## What is being asked
Each record should be given back exactly, with none missing.

## Supplied records
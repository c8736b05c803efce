// ── Alert domain types ──

use chrono::{DateTime, Utc};
use serde::{Deserialize, Serialize};

/// Alert urgency classification, ordered LOW < MEDIUM < HIGH < CRITICAL.
#[derive(
    Debug, Clone, Copy, PartialEq, Eq, PartialOrd, Ord, Hash, Serialize, Deserialize,
)]
#[serde(rename_all = "SCREAMING_SNAKE_CASE")]
pub enum Severity {
    Low,
    Medium,
    High,
    Critical,
}

impl Severity {
    pub const ALL: [Self; 4] = [Self::Low, Self::Medium, Self::High, Self::Critical];

    /// Sort rank: most severe first (CRITICAL=0 .. LOW=3).
    pub fn rank(self) -> u8 {
        match self {
            Self::Critical => 0,
            Self::High => 1,
            Self::Medium => 2,
            Self::Low => 3,
        }
    }

    /// Parse a wire severity string. Unrecognized values classify as
    /// `Low` so a bad row can never inflate its own visibility.
    pub fn parse(raw: &str) -> Self {
        match raw.trim().to_ascii_uppercase().as_str() {
            "CRITICAL" => Self::Critical,
            "HIGH" => Self::High,
            "MEDIUM" => Self::Medium,
            _ => Self::Low,
        }
    }

    pub fn label(self) -> &'static str {
        match self {
            Self::Low => "Low",
            Self::Medium => "Medium",
            Self::High => "High",
            Self::Critical => "Critical",
        }
    }

    pub fn as_str(self) -> &'static str {
        match self {
            Self::Low => "LOW",
            Self::Medium => "MEDIUM",
            Self::High => "HIGH",
            Self::Critical => "CRITICAL",
        }
    }
}

impl std::fmt::Display for Severity {
    fn fmt(&self, f: &mut std::fmt::Formatter<'_>) -> std::fmt::Result {
        f.write_str(self.as_str())
    }
}

/// Closed set of alert trigger categories.
#[derive(Debug, Clone, Copy, PartialEq, Eq, Serialize, Deserialize)]
#[serde(rename_all = "SCREAMING_SNAKE_CASE")]
pub enum AlertType {
    Motion,
    Vibration,
    Fire,
    CameraTamper,
    HumanDetected,
    Unknown,
}

impl AlertType {
    pub fn parse(raw: &str) -> Self {
        match raw.trim().to_ascii_uppercase().as_str() {
            "MOTION" => Self::Motion,
            "VIBRATION" => Self::Vibration,
            "FIRE" => Self::Fire,
            "CAMERA_TAMPER" => Self::CameraTamper,
            "HUMAN_DETECTED" => Self::HumanDetected,
            _ => Self::Unknown,
        }
    }

    pub fn as_str(self) -> &'static str {
        match self {
            Self::Motion => "MOTION",
            Self::Vibration => "VIBRATION",
            Self::Fire => "FIRE",
            Self::CameraTamper => "CAMERA_TAMPER",
            Self::HumanDetected => "HUMAN_DETECTED",
            Self::Unknown => "UNKNOWN",
        }
    }
}

impl std::fmt::Display for AlertType {
    fn fmt(&self, f: &mut std::fmt::Formatter<'_>) -> std::fmt::Result {
        f.write_str(self.as_str())
    }
}

/// Detection-engine confidence state, reported per alert and derived
/// system-wide from the aggregate threat score.
#[derive(Debug, Clone, Copy, PartialEq, Eq, Serialize, Deserialize)]
#[serde(rename_all = "SCREAMING_SNAKE_CASE")]
pub enum EngineState {
    Observing,
    Suspicious,
    ConfirmedIntrusion,
    CriticalHazard,
    Safe,
}

impl EngineState {
    /// Parse a wire engine-state string. An unrecognized value on an
    /// existing alert classifies as `Observing` -- the alert is real but
    /// its confidence band is unknown.
    pub fn parse(raw: &str) -> Self {
        match raw.trim().to_ascii_uppercase().as_str() {
            "SAFE" => Self::Safe,
            "SUSPICIOUS" => Self::Suspicious,
            "CONFIRMED_INTRUSION" => Self::ConfirmedIntrusion,
            "CRITICAL_HAZARD" => Self::CriticalHazard,
            _ => Self::Observing,
        }
    }

    /// Step function mapping an aggregate threat score onto the coarse
    /// engine state. Lower bounds are inclusive: a score of exactly 8.0
    /// is `CriticalHazard`.
    pub fn from_score(score: f64) -> Self {
        if score >= 8.0 {
            Self::CriticalHazard
        } else if score >= 6.0 {
            Self::ConfirmedIntrusion
        } else if score >= 4.0 {
            Self::Suspicious
        } else if score > 0.0 {
            Self::Observing
        } else {
            Self::Safe
        }
    }

    pub fn as_str(self) -> &'static str {
        match self {
            Self::Observing => "OBSERVING",
            Self::Suspicious => "SUSPICIOUS",
            Self::ConfirmedIntrusion => "CONFIRMED_INTRUSION",
            Self::CriticalHazard => "CRITICAL_HAZARD",
            Self::Safe => "SAFE",
        }
    }
}

impl std::fmt::Display for EngineState {
    fn fmt(&self, f: &mut std::fmt::Formatter<'_>) -> std::fmt::Result {
        f.write_str(self.as_str())
    }
}

/// Signal tags contributing to an alert.
#[derive(Debug, Clone, Copy, PartialEq, Eq, Serialize, Deserialize)]
#[serde(rename_all = "snake_case")]
pub enum SignalType {
    Motion,
    Vibration,
    Fire,
    CameraTamper,
    HumanDetected,
}

impl SignalType {
    /// Parse a signal tag; unknown tags yield `None` and are dropped.
    pub fn parse(raw: &str) -> Option<Self> {
        match raw.trim().to_ascii_lowercase().as_str() {
            "motion" => Some(Self::Motion),
            "vibration" => Some(Self::Vibration),
            "fire" => Some(Self::Fire),
            "camera_tamper" => Some(Self::CameraTamper),
            "human_detected" => Some(Self::HumanDetected),
            _ => None,
        }
    }
}

/// A security alert raised by the detection backend.
///
/// `severity` and `threat_score` are independently supplied upstream;
/// neither is derived from the other here. The `acknowledged` and
/// `archived` flags only ever transition false -> true in this system.
#[derive(Debug, Clone, Serialize, Deserialize)]
pub struct Alert {
    pub id: String,
    pub device_id: String,
    pub timestamp: DateTime<Utc>,
    pub severity: Severity,
    pub alert_type: AlertType,
    pub message: String,
    pub state: EngineState,
    /// Continuous 0.0-10.0 danger scalar.
    pub threat_score: f64,
    pub signal_types: Vec<SignalType>,
    pub acknowledged: bool,
    pub archived: bool,
    pub acknowledged_by: Option<String>,
    pub acknowledged_at: Option<DateTime<Utc>>,
}

#[cfg(test)]
mod tests {
    use super::*;

    #[test]
    fn severity_ordering_follows_urgency() {
        assert!(Severity::Low < Severity::Medium);
        assert!(Severity::Medium < Severity::High);
        assert!(Severity::High < Severity::Critical);
    }

    #[test]
    fn severity_rank_puts_critical_first() {
        assert_eq!(Severity::Critical.rank(), 0);
        assert_eq!(Severity::Low.rank(), 3);
    }

    #[test]
    fn unknown_severity_parses_low() {
        assert_eq!(Severity::parse("SEVERE"), Severity::Low);
        assert_eq!(Severity::parse(""), Severity::Low);
        assert_eq!(Severity::parse("critical"), Severity::Critical);
    }

    #[test]
    fn engine_state_score_bands() {
        assert_eq!(EngineState::from_score(8.0), EngineState::CriticalHazard);
        assert_eq!(EngineState::from_score(7.999), EngineState::ConfirmedIntrusion);
        assert_eq!(EngineState::from_score(6.0), EngineState::ConfirmedIntrusion);
        assert_eq!(EngineState::from_score(4.0), EngineState::Suspicious);
        assert_eq!(EngineState::from_score(0.1), EngineState::Observing);
        assert_eq!(EngineState::from_score(0.0), EngineState::Safe);
    }

    #[test]
    fn unknown_alert_type_is_unknown() {
        assert_eq!(AlertType::parse("EARTHQUAKE"), AlertType::Unknown);
        assert_eq!(AlertType::parse("camera_tamper"), AlertType::CameraTamper);
    }
}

## Answer to this problem
repository c8736b05c803efce
// ── Alert domain types ──

use chrono::{DateTime, Utc};
use serde::{Deserialize, Serialize};

/// Alert urgency classification, ordered LOW < MEDIUM < HIGH < CRITICAL.
#[derive(
    Debug, Clone, Copy, PartialEq, Eq, PartialOrd, Ord, Hash, Serialize, Deserialize,
)]
#[serde(rename_all = "SCREAMING_SNAKE_CASE")]
pub enum Severity {
    Low,
    Medium,
    High,
    Critical,
}

impl Severity {
    pub const ALL: [Self; 4] = [Self::Low, Self::Medium, Self::High, Self::Critical];

    /// Sort rank: most severe first (CRITICAL=0 .. LOW=3).
    pub fn rank(self) -> u8 {
        match self {
            Self::Critical => 0,
            Self::High => 1,
            Self::Medium => 2,
            Self::Low => 3,
        }
    }

    /// Parse a wire severity string. Unrecognized values classify as
    /// `Low` so a bad row can never inflate its own visibility.
    pub fn parse(raw: &str) -> Self {
        match raw.trim().to_ascii_uppercase().as_str() {
            "CRITICAL" => Self::Critical,
            "HIGH" => Self::High,
            "MEDIUM" => Self::Medium,
            _ => Self::Low,
        }
    }

    pub fn label(self) -> &'static str {
        match self {
            Self::Low => "Low",
            Self::Medium => "Medium",
            Self::High => "High",
            Self::Critical => "Critical",
        }
    }

    pub fn as_str(self) -> &'static str {
        match self {
            Self::Low => "LOW",
            Self::Medium => "MEDIUM",
            Self::High => "HIGH",
            Self::Critical => "CRITICAL",
        }
    }
}

impl std::fmt::Display for Severity {
    fn fmt(&self, f: &mut std::fmt::Formatter<'_>) -> std::fmt::Result {
        f.write_str(self.as_str())
    }
}

/// Closed set of alert trigger categories.
#[derive(Debug, Clone, Copy, PartialEq, Eq, Serialize, Deserialize)]
#[serde(rename_all = "SCREAMING_SNAKE_CASE")]
pub enum AlertType {
    Motion,
    Vibration,
    Fire,
    CameraTamper,
    HumanDetected,
    Unknown,
}

impl AlertType {
    pub fn parse(raw: &str) -> Self {
        match raw.trim().to_ascii_uppercase().as_str() {
            "MOTION" => Self::Motion,
            "VIBRATION" => Self::Vibration,
            "FIRE" => Self::Fire,
            "CAMERA_TAMPER" => Self::CameraTamper,
            "HUMAN_DETECTED" => Self::HumanDetected,
            _ => Self::Unknown,
        }
    }

    pub fn as_str(self) -> &'static str {
        match self {
            Self::Motion => "MOTION",
            Self::Vibration => "VIBRATION",
            Self::Fire => "FIRE",
            Self::CameraTamper => "CAMERA_TAMPER",
            Self::HumanDetected => "HUMAN_DETECTED",
            Self::Unknown => "UNKNOWN",
        }
    }
}

impl std::fmt::Display for AlertType {
    fn fmt(&self, f: &mut std::fmt::Formatter<'_>) -> std::fmt::Result {
        f.write_str(self.as_str())
    }
}

/// Detection-engine confidence state, reported per alert and derived
/// system-wide from the aggregate threat score.
#[derive(Debug, Clone, Copy, PartialEq, Eq, Serialize, Deserialize)]
#[serde(rename_all = "SCREAMING_SNAKE_CASE")]
pub enum EngineState {
    Observing,
    Suspicious,
    ConfirmedIntrusion,
    CriticalHazard,
    Safe,
}

impl EngineState {
    /// Parse a wire engine-state string. An unrecognized value on an
    /// existing alert classifies as `Observing` -- the alert is real but
    /// its confidence band is unknown.
    pub fn parse(raw: &str) -> Self {
        match raw.trim().to_ascii_uppercase().as_str() {
            "SAFE" => Self::Safe,
            "SUSPICIOUS" => Self::Suspicious,
            "CONFIRMED_INTRUSION" => Self::ConfirmedIntrusion,
            "CRITICAL_HAZARD" => Self::CriticalHazard,
            _ => Self::Observing,
        }
    }

    /// Step function mapping an aggregate threat score onto the coarse
    /// engine state. Lower bounds are inclusive: a score of exactly 8.0
    /// is `CriticalHazard`.
    pub fn from_score(score: f64) -> Self {
        if score >= 8.0 {
            Self::CriticalHazard
        } else if score >= 6.0 {
            Self::ConfirmedIntrusion
        } else if score >= 4.0 {
            Self::Suspicious
        } else if score > 0.0 {
            Self::Observing
        } else {
            Self::Safe
        }
    }

    pub fn as_str(self) -> &'static str {
        match self {
            Self::Observing => "OBSERVING",
            Self::Suspicious => "SUSPICIOUS",
            Self::ConfirmedIntrusion => "CONFIRMED_INTRUSION",
            Self::CriticalHazard => "CRITICAL_HAZARD",
            Self::Safe => "SAFE",
        }
    }
}

impl std::fmt::Display for EngineState {
    fn fmt(&self, f: &mut std::fmt::Formatter<'_>) -> std::fmt::Result {
        f.write_str(self.as_str())
    }
}

/// Signal tags contributing to an alert.
#[derive(Debug, Clone, Copy, PartialEq, Eq, Serialize, Deserialize)]
#[serde(rename_all = "snake_case")]
pub enum SignalType {
    Motion,
    Vibration,
    Fire,
    CameraTamper,
    HumanDetected,
}

impl SignalType {
    /// Parse a signal tag; unknown tags yield `None` and are dropped.
    pub fn parse(raw: &str) -> Option<Self> {
        match raw.trim().to_ascii_lowercase().as_str() {
            "motion" => Some(Self::Motion),
            "vibration" => Some(Self::Vibration),
            "fire" => Some(Self::Fire),
            "camera_tamper" => Some(Self::CameraTamper),
            "human_detected" => Some(Self::HumanDetected),
            _ => None,
        }
    }
}

/// A security alert raised by the detection backend.
///
/// `severity` and `threat_score` are independently supplied upstream;
/// neither is derived from the other here. The `acknowledged` and
/// `archived` flags only ever transition false -> true in this system.
#[derive(Debug, Clone, Serialize, Deserialize)]
pub struct Alert {
    pub id: String,
    pub device_id: String,
    pub timestamp: DateTime<Utc>,
    pub severity: Severity,
    pub alert_type: AlertType,
    pub message: String,
    pub state: EngineState,
    /// Continuous 0.0-10.0 danger scalar.
    pub threat_score: f64,
    pub signal_types: Vec<SignalType>,
    pub acknowledged: bool,
    pub archived: bool,
    pub acknowledged_by: Option<String>,
    pub acknowledged_at: Option<DateTime<Utc>>,
}

#[cfg(test)]
mod tests {
    use super::*;

    #[test]
    fn severity_ordering_follows_urgency() {
        assert!(Severity::Low < Severity::Medium);
        assert!(Severity::Medium < Severity::High);
        assert!(Severity::High < Severity::Critical);
    }

    #[test]
    fn severity_rank_puts_critical_first() {
        assert_eq!(Severity::Critical.rank(), 0);
        assert_eq!(Severity::Low.rank(), 3);
    }

    #[test]
    fn unknown_severity_parses_low() {
        assert_eq!(Severity::parse("SEVERE"), Severity::Low);
        assert_eq!(Severity::parse(""), Severity::Low);
        assert_eq!(Severity::parse("critical"), Severity::Critical);
    }

    #[test]
    fn engine_state_score_bands() {
        assert_eq!(EngineState::from_score(8.0), EngineState::CriticalHazard);
        assert_eq!(EngineState::from_score(7.999), EngineState::ConfirmedIntrusion);
        assert_eq!(EngineState::from_score(6.0), EngineState::ConfirmedIntrusion);
        assert_eq!(EngineState::from_score(4.0), EngineState::Suspicious);
        assert_eq!(EngineState::from_score(0.1), EngineState::Observing);
        assert_eq!(EngineState::from_score(0.0), EngineState::Safe);
    }

    #[test]
    fn unknown_alert_type_is_unknown() {
        assert_eq!(AlertType::parse("EARTHQUAKE"), AlertType::Unknown);
        assert_eq!(AlertType::parse("camera_tamper"), AlertType::CameraTamper);
    }
}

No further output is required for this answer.